Poster Presentation 28th Annual Lorne Proteomics Symposium 2023

A novel fragmentation technology allows for in-depth glycopeptide characterization in glycoproteins (#162)

Jenny Albanese 1 , Zoe Zhang 1 , Jeremy Potriquet 2
  1. SCIEX, South San Francisco, California, USA
  2. SCIEX, Mt Waverley, VIC, Australia

Improving the depth of characterization of glycoprotein is essential in the field of biotherapeutics and mAbs analysis.
The newly developed electron activated dissociation (EAD) approach allows to tune electron energy to produce different fragmentation patterns of the electron-based dissociation (ExD) family.

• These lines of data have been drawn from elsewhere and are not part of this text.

#![forbid(unsafe_code)]
//! Block I/O layer with a fixed-capacity write-back cache.
//!
//! Provides the `BlockDevice` trait (the disk adapter), byte-addressed
//! backing stores, and [`BlockCache`]: a slot-table cache with FIFO, LRU or
//! LFU replacement, deferred write-back of dirty blocks, and a background
//! [`FlushDaemon`].

mod cache;
mod flush;
mod policy;
mod session;
mod slot;
mod stats;

pub use bcache_types::{BlockNumber, ReplacementPolicy, SlotIndex};
pub use cache::{BlockCache, CacheConfig};
pub use flush::{FlushDaemon, FlushDaemonConfig};
pub use session::CacheSession;
pub use stats::CacheMetrics;

use bcache_error::{CacheError, Result};
use bcache_types::{BLOCK_SIZE, TOTAL_BLOCKS};
use parking_lot::Mutex;
use std::fs::{File, OpenOptions};
use std::os::unix::fs::FileExt;
use std::path::Path;
use std::sync::Arc;

/// Owned block buffer.
///
/// Invariant: length == device block size for the originating device.
#[derive(Debug, Clone, PartialEq, Eq)]
pub struct BlockBuf {
    bytes: Vec<u8>,
}

impl BlockBuf {
    #[must_use]
    pub fn new(bytes: Vec<u8>) -> Self {
        Self { bytes }
    }

    #[must_use]
    pub fn as_slice(&self) -> &[u8] {
        &self.bytes
    }

    #[must_use]
    pub fn len(&self) -> usize {
        self.bytes.len()
    }

    #[must_use]
    pub fn is_empty(&self) -> bool {
        self.bytes.is_empty()
    }

    #[must_use]
    pub fn into_inner(self) -> Vec<u8> {
        self.bytes
    }
}

/// Byte-addressed device for fixed-offset I/O (pread/pwrite semantics).
pub trait ByteDevice: Send + Sync {
    /// Total length in bytes.
    fn len_bytes(&self) -> u64;

    /// Read exactly `buf.len()` bytes from `offset` into `buf`.
    fn read_exact_at(&self, offset: u64, buf: &mut [u8]) -> Result<()>;

    /// Write all bytes in `buf` to `offset`.
    fn write_all_at(&self, offset: u64, buf: &[u8]) -> Result<()>;

    /// Flush pending writes to stable storage.
    fn sync(&self) -> Result<()>;
}

fn checked_end(offset: u64, len: usize, op: &str) -> Result<u64> {
    let len = u64::try_from(len)
        .map_err(|_| CacheError::Device(format!("{op} length overflows u64")))?;
    offset
        .checked_add(len)
        .ok_or_else(|| CacheError::Device(format!("{op} range overflows u64")))
}

/// File-backed byte device using `pread`/`pwrite` style I/O.
///
/// This uses `std::os::unix::fs::FileExt`, which is thread-safe and does not
/// require a shared seek position.
#[derive(Debug, Clone)]
pub struct FileByteDevice {
    file: Arc<File>,
    len: u64,
    writable: bool,
}

impl FileByteDevice {
    /// Open an existing image, read-write if permitted, read-only otherwise.
    pub fn open(path: impl AsRef<Path>) -> Result<Self> {
        let (file, writable) = OpenOptions::new()
            .read(true)
            .write(true)
            .open(path.as_ref())
            .map(|file| (file, true))
            .or_else(|_| {
                OpenOptions::new()
                    .read(true)
                    .open(path.as_ref())
                    .map(|file| (file, false))
            })?;
        let len = file.metadata()?.len();
        Ok(Self {
            file: Arc::new(file),
            len,
            writable,
        })
    }

    /// Create (or truncate) a zero-filled image of `len` bytes.
    pub fn create(path: impl AsRef<Path>, len: u64) -> Result<Self> {
        let file = OpenOptions::new()
            .read(true)
            .write(true)
            .create(true)
            .truncate(true)
            .open(path.as_ref())?;
        file.set_len(len)?;
        Ok(Self {
            file: Arc::new(file),
            len,
            writable: true,
        })
    }

    #[must_use]
    pub fn is_writable(&self) -> bool {
        self.writable
    }
}

impl ByteDevice for FileByteDevice {
    fn len_bytes(&self) -> u64 {
        self.len
    }

    fn read_exact_at(&self, offset: u64, buf: &mut [u8]) -> Result<()> {
        let end = checked_end(offset, buf.len(), "read")?;
        if end > self.len {
            return Err(CacheError::Device(format!(
                "read out of bounds: offset={offset} len={} file_len={}",
                buf.len(),
                self.len
            )));
        }
        self.file.read_exact_at(buf, offset)?;
        Ok(())
    }

    fn write_all_at(&self, offset: u64, buf: &[u8]) -> Result<()> {
        if !self.writable {
            return Err(CacheError::PermissionDenied);
        }
        let end = checked_end(offset, buf.len(), "write")?;
        if end > self.len {
            return Err(CacheError::Device(format!(
                "write out of bounds: offset={offset} len={} file_len={}",
                buf.len(),
                self.len
            )));
        }
        self.file.write_all_at(buf, offset)?;
        Ok(())
    }

    fn sync(&self) -> Result<()> {
        self.file.sync_all()?;
        Ok(())
    }
}

/// In-memory byte device standing in for a disk.
///
/// Clones share the same backing bytes, so a test can hand one clone to a
/// cache and inspect the "disk" through another.
#[derive(Debug, Clone)]
pub struct MemByteDevice {
    bytes: Arc<Mutex<Vec<u8>>>,
}

impl MemByteDevice {
    #[must_use]
    pub fn new(len: usize) -> Self {
        Self {
            bytes: Arc::new(Mutex::new(vec![0_u8; len])),
        }
    }

    /// Zeroed disk of `TOTAL_BLOCKS` blocks of `BLOCK_SIZE` bytes.
    #[must_use]
    pub fn simulated_disk() -> Self {
        #[expect(clippy::cast_possible_truncation)] // 4 MB fits usize everywhere we run
        let len = (u64::from(BLOCK_SIZE) * TOTAL_BLOCKS) as usize;
        Self::new(len)
    }

    /// Copy of the full backing store.
    #[must_use]
    pub fn snapshot(&self) -> Vec<u8> {
        self.bytes.lock().clone()
    }

    fn range(&self, offset: u64, len: usize, op: &str) -> Result<std::ops::Range<usize>> {
        let start = usize::try_from(offset)
            .map_err(|_| CacheError::Device(format!("{op} offset does not fit usize")))?;
        let end = start
            .checked_add(len)
            .ok_or_else(|| CacheError::Device(format!("{op} range overflows usize")))?;
        let total = self.bytes.lock().len();
        if end > total {
            return Err(CacheError::Device(format!(
                "{op} out of bounds: offset={offset} len={len} device_len={total}"
            )));
        }
        Ok(start..end)
    }
}

impl ByteDevice for MemByteDevice {
    fn len_bytes(&self) -> u64 {
        u64::try_from(self.bytes.lock().len()).unwrap_or(0)
    }

    fn read_exact_at(&self, offset: u64, buf: &mut [u8]) -> Result<()> {
        let range = self.range(offset, buf.len(), "read")?;
        buf.copy_from_slice(&self.bytes.lock()[range]);
        Ok(())
    }

    fn write_all_at(&self, offset: u64, buf: &[u8]) -> Result<()> {
        let range = self.range(offset, buf.len(), "write")?;
        self.bytes.lock()[range].copy_from_slice(buf);
        Ok(())
    }

    fn sync(&self) -> Result<()> {
        Ok(())
    }
}

/// Block-addressed I/O interface: the disk adapter behind a [`BlockCache`].
pub trait BlockDevice: Send + Sync {
    /// Read a block by number. The buffer is exactly `block_size()` bytes.
    fn read_block(&self, block: BlockNumber) -> Result<BlockBuf>;

    /// Write a block by number. `data.len()` MUST equal `block_size()`.
    fn write_block(&self, block: BlockNumber, data: &[u8]) -> Result<()>;

    /// Device block size in bytes.
    fn block_size(&self) -> u32;

    /// Total number of blocks.
    fn block_count(&self) -> u64;

    /// Flush pending writes to stable storage.
    fn sync(&self) -> Result<()>;
}

#[derive(Debug)]
pub struct ByteBlockDevice<D: ByteDevice> {
    inner: D,
    block_size: u32,
    block_count: u64,
}

impl<D: ByteDevice> ByteBlockDevice<D> {
    pub fn new(inner: D, block_size: u32) -> Result<Self> {
        if block_size == 0 || !block_size.is_power_of_two() {
            return Err(CacheError::InvalidConfig(format!(
                "invalid block_size={block_size} (must be power of two)"
            )));
        }

        let len = inner.len_bytes();
        let block_size_u64 = u64::from(block_size);
        let remainder = len % block_size_u64;
        if remainder != 0 {
            return Err(CacheError::Device(format!(
                "image length is not block-aligned: len_bytes={len} block_size={block_size} remainder={remainder}"
            )));
        }
        Ok(Self {
            inner,
            block_size,
            block_count: len / block_size_u64,
        })
    }

    #[must_use]
    pub fn inner(&self) -> &D {
        &self.inner
    }

    fn block_len(&self) -> Result<usize> {
        usize::try_from(self.block_size)
            .map_err(|_| CacheError::Device("block_size does not fit usize".to_owned()))
    }

    fn offset_of(&self, block: BlockNumber) -> Result<u64> {
        if block.0 >= self.block_count {
            return Err(CacheError::Device(format!(
                "block out of range: block={} block_count={}",
                block.0, self.block_count
            )));
        }
        block
            .0
            .checked_mul(u64::from(self.block_size))
            .ok_or_else(|| CacheError::Device("block offset overflow".to_owned()))
    }
}

impl<D: ByteDevice> BlockDevice for ByteBlockDevice<D> {
    fn read_block(&self, block: BlockNumber) -> Result<BlockBuf> {
        let offset = self.offset_of(block)?;
        let mut buf = vec![0_u8; self.block_len()?];
        self.inner.read_exact_at(offset, &mut buf)?;
        Ok(BlockBuf::new(buf))
    }

    fn write_block(&self, block: BlockNumber, data: &[u8]) -> Result<()> {
        let expected = self.block_len()?;
        if data.len() != expected {
            return Err(CacheError::BufferSize {
                got: data.len(),
                expected,
            });
        }
        let offset = self.offset_of(block)?;
        self.inner.write_all_at(offset, data)
    }

    fn block_size(&self) -> u32 {
        self.block_size
    }

    fn block_count(&self) -> u64 {
        self.block_count
    }

    fn sync(&self) -> Result<()> {
        self.inner.sync()
    }
}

In this study monoclonal antibodies adalimumab, rituximab as well as an antibody-drug-conjugated sample (ado- trastuzumab emtansine) were digested into peptides and acquired on the ZenoTOF 7600 using fast data-dependent acquisition (DDA) combined with EAD alternative fragmentation.

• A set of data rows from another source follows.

//! Fixed slot table with an index-linked recency list.
//!
//! Every slot lives in one `Vec` for the lifetime of the cache. The recency
//! list threads through the slots by index (`prev`/`next`), head being the
//! most recently used (LRU) or most recently inserted (FIFO) slot and tail
//! the next eviction candidate.

use bcache_types::{BlockNumber, SlotIndex};
use std::collections::HashMap;

#[derive(Debug, Clone)]
pub(crate) struct Slot {
    pub(crate) block: Option<BlockNumber>,
    data: Vec<u8>,
    pub(crate) dirty: bool,
    /// Write-back in progress; the slot must not be evicted or overwritten.
    pub(crate) locked: bool,
    pub(crate) access_count: u64,
    prev: Option<SlotIndex>,
    next: Option<SlotIndex>,
}

impl Slot {
    fn empty(block_size: usize) -> Self {
        Self {
            block: None,
            data: vec![0_u8; block_size],
            dirty: false,
            locked: false,
            access_count: 0,
            prev: None,
            next: None,
        }
    }

    pub(crate) fn data(&self) -> &[u8] {
        &self.data
    }

    pub(crate) fn is_occupied(&self) -> bool {
        self.block.is_some()
    }

    /// Overwrite the contents in place, marking the slot dirty.
    pub(crate) fn overwrite(&mut self, bytes: &[u8]) {
        self.data.copy_from_slice(bytes);
        self.dirty = true;
    }
}

#[derive(Debug)]
pub(crate) struct SlotTable {
    slots: Vec<Slot>,
    index: HashMap<BlockNumber, SlotIndex>,
    head: Option<SlotIndex>,
    tail: Option<SlotIndex>,
}

impl SlotTable {
    pub(crate) fn new(capacity: usize, block_size: usize) -> Self {
        Self {
            slots: (0..capacity).map(|_| Slot::empty(block_size)).collect(),
            index: HashMap::with_capacity(capacity),
            head: None,
            tail: None,
        }
    }

    pub(crate) fn slot(&self, idx: SlotIndex) -> &Slot {
        &self.slots[idx.0]
    }

    pub(crate) fn slot_mut(&mut self, idx: SlotIndex) -> &mut Slot {
        &mut self.slots[idx.0]
    }

    pub(crate) fn iter(&self) -> impl Iterator<Item = (SlotIndex, &Slot)> {
        self.slots
            .iter()
            .enumerate()
            .map(|(i, slot)| (SlotIndex(i), slot))
    }

    pub(crate) fn tail(&self) -> Option<SlotIndex> {
        self.tail
    }

    pub(crate) fn find(&self, block: BlockNumber) -> Option<SlotIndex> {
        self.index.get(&block).copied()
    }

    /// First unoccupied slot in index order.
    pub(crate) fn free_slot(&self) -> Option<SlotIndex> {
        self.slots
            .iter()
            .position(|slot| !slot.is_occupied())
            .map(SlotIndex)
    }

    pub(crate) fn resident_count(&self) -> usize {
        self.index.len()
    }

    pub(crate) fn dirty_count(&self) -> usize {
        self.slots.iter().filter(|slot| slot.dirty).count()
    }

    pub(crate) fn resident_blocks(&self) -> Vec<BlockNumber> {
        let mut blocks: Vec<BlockNumber> = self.index.keys().copied().collect();
        blocks.sort_unstable();
        blocks
    }

    /// Blocks on the recency list from head to tail.
    pub(crate) fn recency_order(&self) -> Vec<BlockNumber> {
        let mut out = Vec::with_capacity(self.slots.len());
        let mut cursor = self.head;
        while let Some(idx) = cursor {
            let slot = self.slot(idx);
            out.extend(slot.block);
            cursor = slot.next;
        }
        out
    }

    /// Put `block` into the empty slot `idx`.
    ///
    /// The caller has already released any previous occupant.
    pub(crate) fn install(
        &mut self,
        idx: SlotIndex,
        block: BlockNumber,
        bytes: &[u8],
        dirty: bool,
    ) {
        debug_assert!(!self.slot(idx).is_occupied());
        debug_assert!(!self.index.contains_key(&block));
        let slot = self.slot_mut(idx);
        slot.data.copy_from_slice(bytes);
        slot.block = Some(block);
        slot.dirty = dirty;
        slot.locked = false;
        slot.access_count = 1;
        self.index.insert(block, idx);
    }

    /// Drop the occupant of `idx`, unlinking it from the recency list.
    ///
    /// Returns the block that was resident.
    pub(crate) fn release(&mut self, idx: SlotIndex) -> Option<BlockNumber> {
        self.unlink(idx);
        let slot = self.slot_mut(idx);
        let old = slot.block.take();
        slot.dirty = false;
        slot.locked = false;
        slot.access_count = 0;
        if let Some(block) = old {
            let _ = self.index.remove(&block);
        }
        old
    }

    pub(crate) fn push_front(&mut self, idx: SlotIndex) {
        let old_head = self.head;
        {
            let slot = self.slot_mut(idx);
            slot.prev = None;
            slot.next = old_head;
        }
        if let Some(head) = old_head {
            self.slot_mut(head).prev = Some(idx);
        }
        self.head = Some(idx);
        if self.tail.is_none() {
            self.tail = Some(idx);
        }
    }

    pub(crate) fn move_to_front(&mut self, idx: SlotIndex) {
        if self.head == Some(idx) {
            return;
        }
        self.unlink(idx);
        self.push_front(idx);
    }

    fn unlink(&mut self, idx: SlotIndex) {
        let (prev, next) = {
            let slot = self.slot(idx);
            (slot.prev, slot.next)
        };
        let linked = prev.is_some() || next.is_some() || self.head == Some(idx);
        if !linked {
            return;
        }
        match prev {
            Some(p) => self.slot_mut(p).next = next,
            None => self.head = next,
        }
        match next {
            Some(n) => self.slot_mut(n).prev = prev,
            None => self.tail = prev,
        }
        let slot = self.slot_mut(idx);
        slot.prev = None;
        slot.next = None;
    }
}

This novel fragmentation technology resulted in rich fragmentation with predominantly peptide backbone fragments leaving the glycan intact on the glycosylation site, enabling localization and providing a higher level of structural information for glycopeptide characterization.
Thanks to the Zeno trap the detection level of the diagnostic fragments was increased by 5 to 10-fold

The data presented here demonstrate the advantage for glycoproteins using this novel fragmentation cell over traditional collision-induced dissociation (CID) used for peptide mapping, which does not allow for consistent identification and localization of glycans on peptides. Combining increased detection of fragments using a mechanism for increased duty cycle on a Q-TOF instrument (the Zeno trap) enables higher confidence in data assignment, making the Zeno EAD combination ideal for in-depth analysis of glycopeptides.
We are also demonstrating the power of the SCIEX OS software and automated data interpretation with the new Biologics Explorer software offering a streamlined characterization workflow.